In the US, two major regions supply the largest growth of innovation in the biotechnology and medical technology sector, Silicon Valley (SV) and Cambridge, Massachusetts. As a result, investors have always made a footprint in these areas. This action has benefited many sides: the investors, the innovators, and all the employees providing service to the industry. The influx of cash has catalysed numerous innovations from an idea to a complete product. Furthermore, this has provided thousands of jobs for scientists, engineers, and staff, not only in these regions, but all over the world. In return, this has rewarded many of the investors financially, but also the patients who have benefited dramatically through the advanced technologies.

For many years, North American investors have made up greater than 99% of the investment funds in SV and Cambridge. However, in recent years, foreign investors are on the rise, specifically Chinese investors. Not only are these funds on the rise, but the influx of cash is astronomical, with an estimated $2bn in 2018 alone. If we consider these funds similar to the North American funds, the influx of foreign cash should be nothing but a grace to the industry. However, many factors must be weighed before declaring this to be true.

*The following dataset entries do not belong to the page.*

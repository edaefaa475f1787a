//! # Remote Record Schema
//!
//! Tagged representation of a record as it travels to and from the remote
//! document store.
//!
//! ## Wire Shape
//! ```text
//! ┌─────────────────────────────────────────────────────────────────────────┐
//! │  RemoteRecord::Item(item)                                               │
//! │       │                                                                 │
//! │       │ to_fields()                                                     │
//! │       ▼                                                                 │
//! │  collection "items", document id = item.id                             │
//! │  { "id": "...", "name": "Drill", "barcode": "400...",                  │
//! │    "category": "Tools", "status": "AVAILABLE",                         │
//! │    "last_modified": 1717000000000, ... }                               │
//! │                                                                         │
//! │  Only scalar JSON values (string, number, bool, null) are allowed.     │
//! │  `last_sync_timestamp` is local bookkeeping and never leaves the       │
//! │  device.                                                                │
//! └─────────────────────────────────────────────────────────────────────────┘
//! ```

use serde::{Deserialize, Serialize};
use serde_json::{Map, Value};

use crate::error::{CoreError, CoreResult};
use crate::types::{CheckoutLog, EntityType, EpochMillis, Item, Staff};
use crate::validation::{validate_checkout_log, validate_item, validate_staff};

/// Field map of one remote document.
pub type Fields = Map<String, Value>;

/// Field that stays local.
const LOCAL_ONLY_FIELD: &str = "last_sync_timestamp";

/// One record, tagged by entity type.
#[derive(Debug, Clone, PartialEq, Serialize, Deserialize)]
#[serde(tag = "entity_type", content = "record", rename_all = "SCREAMING_SNAKE_CASE")]
pub enum RemoteRecord {
    Item(Item),
    Staff(Staff),
    CheckoutLog(CheckoutLog),
}

impl RemoteRecord {
    pub fn entity_type(&self) -> EntityType {
        match self {
            RemoteRecord::Item(_) => EntityType::Item,
            RemoteRecord::Staff(_) => EntityType::Staff,
            RemoteRecord::CheckoutLog(_) => EntityType::CheckoutLog,
        }
    }

    pub fn id(&self) -> &str {
        match self {
            RemoteRecord::Item(r) => &r.id,
            RemoteRecord::Staff(r) => &r.id,
            RemoteRecord::CheckoutLog(r) => &r.id,
        }
    }

    pub fn last_modified(&self) -> EpochMillis {
        match self {
            RemoteRecord::Item(r) => r.last_modified,
            RemoteRecord::Staff(r) => r.last_modified,
            RemoteRecord::CheckoutLog(r) => r.last_modified,
        }
    }

    /// Validates the wrapped record against its entity schema.
    pub fn validate(&self) -> CoreResult<()> {
        let result = match self {
            RemoteRecord::Item(r) => validate_item(r),
            RemoteRecord::Staff(r) => validate_staff(r),
            RemoteRecord::CheckoutLog(r) => validate_checkout_log(r),
        };
        result.map_err(|e| CoreError::invalid_record(self.entity_type(), e.to_string()))
    }

    /// Serializes the record into a flat field map.
    ///
    /// Fails when the record does not validate.
    pub fn to_fields(&self) -> CoreResult<Fields> {
        self.validate()?;

        let value = match self {
            RemoteRecord::Item(r) => serde_json::to_value(r),
            RemoteRecord::Staff(r) => serde_json::to_value(r),
            RemoteRecord::CheckoutLog(r) => serde_json::to_value(r),
        }
        .map_err(|e| CoreError::invalid_record(self.entity_type(), e.to_string()))?;

        let mut fields = match value {
            Value::Object(map) => map,
            other => {
                return Err(CoreError::invalid_record(
                    self.entity_type(),
                    format!("expected an object, got {other}"),
                ))
            }
        };
        fields.remove(LOCAL_ONLY_FIELD);
        Ok(fields)
    }

    /// Rebuilds a record from a field map, rejecting nested values, id
    /// mismatches and records that fail validation.
    pub fn from_fields(entity_type: EntityType, id: &str, fields: &Fields) -> CoreResult<Self> {
        if let Some((key, _)) = fields
            .iter()
            .find(|(_, v)| matches!(v, Value::Array(_) | Value::Object(_)))
        {
            return Err(CoreError::invalid_record(
                entity_type,
                format!("field '{key}' is not a scalar"),
            ));
        }

        let mut fields = fields.clone();
        fields.remove(LOCAL_ONLY_FIELD);
        let value = Value::Object(fields);

        let record = match entity_type {
            EntityType::Item => serde_json::from_value(value).map(RemoteRecord::Item),
            EntityType::Staff => serde_json::from_value(value).map(RemoteRecord::Staff),
            EntityType::CheckoutLog => {
                serde_json::from_value(value).map(RemoteRecord::CheckoutLog)
            }
        }
        .map_err(|e| CoreError::invalid_record(entity_type, e.to_string()))?;

        if record.id() != id {
            return Err(CoreError::invalid_record(
                entity_type,
                format!("document id '{id}' does not match record id '{}'", record.id()),
            ));
        }

        record.validate()?;
        Ok(record)
    }
}

impl From<Item> for RemoteRecord {
    fn from(item: Item) -> Self {
        RemoteRecord::Item(item)
    }
}

impl From<Staff> for RemoteRecord {
    fn from(staff: Staff) -> Self {
        RemoteRecord::Staff(staff)
    }
}

impl From<CheckoutLog> for RemoteRecord {
    fn from(log: CheckoutLog) -> Self {
        RemoteRecord::CheckoutLog(log)
    }
}

#[cfg(test)]
mod tests {
    use super::*;
    use crate::types::ItemStatus;

    #[test]
    fn test_fields_drop_local_bookkeeping() {
        let mut item = Item::new("Ladder", "Facilities").with_barcode("LAD-7");
        item.last_sync_timestamp = Some(42);

        let fields = RemoteRecord::from(item.clone()).to_fields().unwrap();
        assert!(!fields.contains_key("last_sync_timestamp"));
        assert_eq!(fields["status"], Value::String("AVAILABLE".into()));

        let back = RemoteRecord::from_fields(EntityType::Item, &item.id, &fields).unwrap();
        item.last_sync_timestamp = None;
        assert_eq!(back, RemoteRecord::Item(item));
    }

    #[test]
    fn test_from_fields_rejects_nested_values() {
        let staff = Staff::new("Rae", "Ops");
        let mut fields = RemoteRecord::from(staff.clone()).to_fields().unwrap();
        fields.insert("tags".into(), serde_json::json!(["a", "b"]));

        let err = RemoteRecord::from_fields(EntityType::Staff, &staff.id, &fields).unwrap_err();
        assert!(err.to_string().contains("not a scalar"));
    }

    #[test]
    fn test_from_fields_rejects_id_mismatch() {
        let item = Item::new("Tripod", "AV");
        let fields = RemoteRecord::from(item).to_fields().unwrap();
        let other_id = crate::types::new_id();

        assert!(RemoteRecord::from_fields(EntityType::Item, &other_id, &fields).is_err());
    }

    #[test]
    fn test_from_fields_rejects_wrong_schema() {
        let item = Item::new("Tripod", "AV");
        let fields = RemoteRecord::from(item.clone()).to_fields().unwrap();

        // An item document is not a valid staff record (missing department).
        assert!(RemoteRecord::from_fields(EntityType::Staff, &item.id, &fields).is_err());
    }

    #[test]
    fn test_invalid_record_is_not_serialized() {
        let mut item = Item::new("Tripod", "AV");
        item.name = String::new();
        item.status = ItemStatus::Retired;

        assert!(RemoteRecord::from(item).to_fields().is_err());
    }

    #[test]
    fn test_tagged_serde() {
        let staff = Staff::new("Rae", "Ops");
        let json = serde_json::to_value(RemoteRecord::from(staff)).unwrap();
        assert_eq!(json["entity_type"], "STAFF");
        assert_eq!(json["record"]["department"], "Ops");
    }
}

A major concern is the volatility of the funds. Foreign investors do not have a track record of maintaining interest for a lengthy period of time in North America. The biggest fear that venture capitalists in North America face is the notion that foreign investors expect quick returns. As a result, with the lack of modern regulations to mitigate this issue, the foreign investments are volatile. If investors do not obtain earnings readily within the first few phases of investment, the cash could be out the door. This is a major concern. As a result, many of these investments are taken with a grain of salt, for the time being, or taken in syndicate with North American investors. Until this volatility is resolved through regulations, both foreign investors and companies in SV and Cambridge will face challenges.

Foreign cash looks great in theory, however the tangibility of the funds is a concern. Due to foreign regulations, cashing the funds for actual operations is a major difficulty for companies in the US. Though the funds are pouring in, how much of this foreign currency can an innovator or fund manager in the US cash out and utilise for operating purposes? It is unclear how the relationship between the US and China will aid this problem, but the concern is a serious one.

In addition, due to limited expertise, foreign investors tend to overvalue a company in the US. Although we live in a globalised economy, the investors lack technical, management, and market expertise of their investments. As a result, companies are valued with questionable margins without evidence. This further catalyses the volatility of the funds. Overall, Chinese and other foreign investors have provided a strategic cushion for companies in the US. However, this strategic generosity must be analyzed in detail and questioned for longevity.